Mengingat bahwa agen tersebut tidak beracun, parameter kunci yang menentukan keefektifannya adalah rasio signal-to-background (SBR), indikator kekuatan sinyal yang diinginkan (yaitu, sinyal dari jaringan saraf) relatif terhadap kebisingan latar belakang. Hebatnya, fluorophore menunjukkan kinerja yang sangat baik dalam hal ini.
“Kami terkesan dengan SBR yang terlihat menggunakan fluorophore ini dan percaya bahwa itu juga akan bekerja dengan sangat baik secara klinis. Dengan melihat nilai kontras ini, kami yakin bahwa model perfusi mengirimkan fluorophore secara memadai ke jaringan target,” kata penulis senior Eric. R. Henderson dari Dartmouth-Hitchcock Medical Center. Hasilnya menegaskan bahwa agen tersebut memiliki kinerja optik yang diperlukan untuk menyorot jaringan target dan, yang lebih penting, menunjukkan kelayakan model anggota tubuh manusia yang diamputasi baru ini.
Jadi, apa yang ada di masa depan? Tim percaya bahwa model anggota tubuh manusia dapat digunakan tidak hanya untuk mempelajari dan memilih agen fluoresen lainnya di masa depan, tetapi juga untuk mempelajari penyakit periferal dan fitur patologis pada jaringan dalam kondisi yang terkendali. Selain itu, tim juga melihat platform yang diterapkan untuk mempelajari perubahan yang disebabkan oleh pertumbuhan tumor.
Henderson menyimpulkan, “Ini adalah model ex vivo pertama yang telah kami gunakan untuk menguji kinerja fluorophore ini, dan sementara pengujian lebih lanjut diperlukan, model ini memiliki potensi yang luar biasa untuk banyak aplikasi yang berbeda dalam penelitian translasi.”

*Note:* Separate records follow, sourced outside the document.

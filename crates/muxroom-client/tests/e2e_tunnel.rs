//! End-to-end tests - room, peers and tunnels together
//!
//! These tests verify the complete flow:
//! 1. Peers attach to a room over in-memory duplex pipes
//! 2. A peer announces itself and shows up in the endpoint feed
//! 3. Another peer opens a tunnel to it through the room
//! 4. Bytes, end-of-stream and nested RPC flow through the tunnel

use muxroom_client::{IncomingTunnel, PeerServices, RoomClient};
use muxroom_proto::{EndpointEvent, PeerId, TunnelHandle};
use muxroom_room::{RoomConfig, RoomServer};
use muxroom_rpc::{rpc_error, Connection, Manifest, RpcError};
use std::sync::Arc;
use std::time::Duration;
use tokio::io::{AsyncReadExt, AsyncWriteExt};
use tokio::sync::mpsc;
use tokio::time::timeout;
use tracing::info;

const ROOM: &str = "@room.ed25519";
const ALICE: &str = "@alice.ed25519";
const BOB: &str = "@bob.ed25519";

// ============================================================================
// HELPER FUNCTIONS
// ============================================================================

fn init_tracing() {
    let _ = tracing_subscriber::fmt()
        .with_test_writer()
        .with_max_level(tracing::Level::DEBUG)
        .try_init();
}

fn start_room() -> RoomServer {
    RoomServer::new(RoomConfig::new(ROOM).with_name("e2e")).unwrap()
}

/// Connect a peer serving the default peer services to `room`
fn join(room: &RoomServer, id: &str) -> (RoomClient, mpsc::Receiver<IncomingTunnel>) {
    let (manifest, incoming) = PeerServices::new().into_manifest().unwrap();
    let (room_end, peer_end) = tokio::io::duplex(64 * 1024);
    room.attach(room_end, PeerId::from(id)).unwrap();
    let connection = Connection::builder(PeerId::from(ROOM), Arc::new(manifest)).open(peer_end);
    info!("✓ {} joined the room", id);
    (RoomClient::new(connection), incoming)
}

async fn accept(incoming: &mut mpsc::Receiver<IncomingTunnel>) -> IncomingTunnel {
    timeout(Duration::from_secs(5), incoming.recv())
        .await
        .expect("Timeout waiting for incoming tunnel")
        .expect("Peer services stopped")
}

async fn wait_until(mut check: impl FnMut() -> bool) {
    timeout(Duration::from_secs(5), async {
        while !check() {
            tokio::time::sleep(Duration::from_millis(10)).await;
        }
    })
    .await
    .expect("Timeout waiting for condition");
}

// ============================================================================
// TESTS
// ============================================================================

#[tokio::test]
async fn test_announce_and_leave_round_trip() {
    init_tracing();
    let room = start_room();
    let (alice, _a) = join(&room, ALICE);

    alice.announce().await.unwrap();
    assert_eq!(room.registry().peers(), vec![PeerId::from(ALICE)]);

    let mut endpoints = alice.endpoints().await.unwrap();
    let first = timeout(Duration::from_secs(5), endpoints.recv()).await.unwrap();
    assert_eq!(first, Some(Ok(EndpointEvent::Joined(PeerId::from(ALICE)))));
    assert_eq!(endpoints.peers().count(), 1);

    alice.leave().await.unwrap();
    assert!(room.registry().is_empty());
    let next = timeout(Duration::from_secs(5), endpoints.recv()).await.unwrap();
    assert_eq!(next, Some(Ok(EndpointEvent::Left(PeerId::from(ALICE)))));
}

#[tokio::test]
async fn test_is_room_and_ping() {
    init_tracing();
    let room = start_room();
    let (alice, _a) = join(&room, ALICE);

    assert!(alice.is_room().await.unwrap());

    let first = alice.ping().await.unwrap();
    let second = alice.ping().await.unwrap();
    assert!(first > 0);
    assert!(second >= first);

    let metadata = alice.metadata().await.unwrap();
    assert_eq!(metadata.name, "e2e");
    assert!(metadata.features.iter().any(|f| f == "tunnel"));
}

#[tokio::test]
async fn test_hello_through_tunnel() {
    init_tracing();
    let room = start_room();
    let (alice, mut incoming) = join(&room, ALICE);
    let (bob, _b) = join(&room, BOB);
    alice.announce().await.unwrap();

    let handle = TunnelHandle::new(PeerId::from(ROOM), PeerId::from(ALICE));
    let mut outgoing = bob.connect(&handle).await.unwrap();
    let mut tunnel = accept(&mut incoming).await;
    assert_eq!(tunnel.origin, PeerId::from(BOB));
    info!("✓ Tunnel accepted");

    outgoing.write_all(b"hello").await.unwrap();
    outgoing.shutdown().await.unwrap();

    let mut received = Vec::new();
    timeout(Duration::from_secs(5), tunnel.stream.read_to_end(&mut received))
        .await
        .expect("Timeout waiting for end of tunnel")
        .unwrap();
    assert_eq!(received, b"hello");
    info!("✓ Received hello and end-of-stream");

    let relay = room.relay();
    wait_until(|| relay.active_sessions().is_empty()).await;

    // The session was released; the peer is reachable again
    let mut again = bob.connect(&handle).await.unwrap();
    let mut tunnel = accept(&mut incoming).await;
    tunnel.stream.write_all(b"again").await.unwrap();

    let mut buf = [0u8; 5];
    timeout(Duration::from_secs(5), again.read_exact(&mut buf))
        .await
        .expect("Timeout reading second tunnel")
        .unwrap();
    assert_eq!(&buf, b"again");
}

#[tokio::test]
async fn test_connect_to_unannounced_peer() {
    init_tracing();
    let room = start_room();
    let (alice, _a) = join(&room, ALICE);
    let (bob, _b) = join(&room, BOB);
    alice.announce().await.unwrap();
    let before = room.registry().peers();

    let mut stream = bob
        .connect_to(&PeerId::from("@nobody.ed25519"))
        .await
        .unwrap();
    let mut buf = [0u8; 8];
    let err = timeout(Duration::from_secs(5), stream.read(&mut buf))
        .await
        .unwrap()
        .unwrap_err();

    assert_eq!(
        rpc_error(&err),
        Some(&RpcError::PeerNotFound("@nobody.ed25519".into()))
    );
    assert_eq!(room.registry().peers(), before);
}

#[tokio::test]
async fn test_reconnect_replaces_endpoint() {
    init_tracing();
    let room = start_room();
    let (first, _old) = join(&room, ALICE);
    first.announce().await.unwrap();

    // Second connection from the same peer, as after a network change
    let (second, mut incoming) = join(&room, ALICE);
    second.announce().await.unwrap();
    first.connection().close().await;

    let registry = room.registry();
    let second_id = second.connection().id();
    wait_until(|| {
        registry
            .get(&PeerId::from(ALICE))
            .map(|d| d.connection_id() == second_id)
            .unwrap_or(false)
    })
    .await;

    let (bob, _b) = join(&room, BOB);
    let mut stream = bob.connect_to(&PeerId::from(ALICE)).await.unwrap();
    let mut tunnel = accept(&mut incoming).await;

    stream.write_all(b"ping").await.unwrap();
    let mut buf = [0u8; 4];
    timeout(Duration::from_secs(5), tunnel.stream.read_exact(&mut buf))
        .await
        .expect("Timeout reading tunnel")
        .unwrap();
    assert_eq!(&buf, b"ping");
}

#[tokio::test]
async fn test_rpc_over_tunnel() {
    init_tracing();
    let room = start_room();
    let (alice, mut incoming) = join(&room, ALICE);
    let (bob, _b) = join(&room, BOB);
    alice.announce().await.unwrap();

    let outgoing = bob.connect_to(&PeerId::from(ALICE)).await.unwrap();
    let tunnel = accept(&mut incoming).await;

    // Alice serves peer services to Bob directly over the tunnel
    let (services, _nested) = PeerServices::new().into_manifest().unwrap();
    let _served = Connection::builder(tunnel.origin.clone(), Arc::new(services)).open(tunnel.stream);
    let nested = RoomClient::new(
        Connection::builder(PeerId::from(ALICE), Arc::new(Manifest::new())).open(outgoing),
    );

    let now = timeout(Duration::from_secs(5), nested.ping())
        .await
        .expect("Timeout pinging over tunnel")
        .unwrap();
    assert!(now > 0);

    let err = nested.is_room().await.unwrap_err();
    assert!(matches!(err, RpcError::MethodNotFound(_)));
    info!("✓ Nested connection works over the tunnel");
}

Informasi lebih lanjut: Logan M. Bateman et al, Evaluasi praklinis dari probe fluoresen yang ditargetkan secara molekuler pada anggota tubuh manusia yang diamputasi perfusi, Jurnal Optik Biomedis (2023). DOI: 10.1117/1.JBO.28.8.082802
Disediakan oleh SPIE–Masyarakat Internasional untuk Optik dan Photonics
Kutipan: Model anggota tubuh manusia pertama yang diamputasi untuk mempelajari probe pencitraan untuk jaringan manusia (2023, 6 Januari) diambil 7 Januari 2023 dari https://medicalxpress.com/news/2023-01-first-of-its -jenis-kaki-manusia-yang diamputasi-pencitraan.html
Dokumen ini tunduk pada hak cipta. Terlepas dari kesepakatan yang adil untuk tujuan studi atau penelitian pribadi, tidak ada bagian yang boleh direproduksi tanpa izin tertulis. Konten disediakan untuk tujuan informasi saja.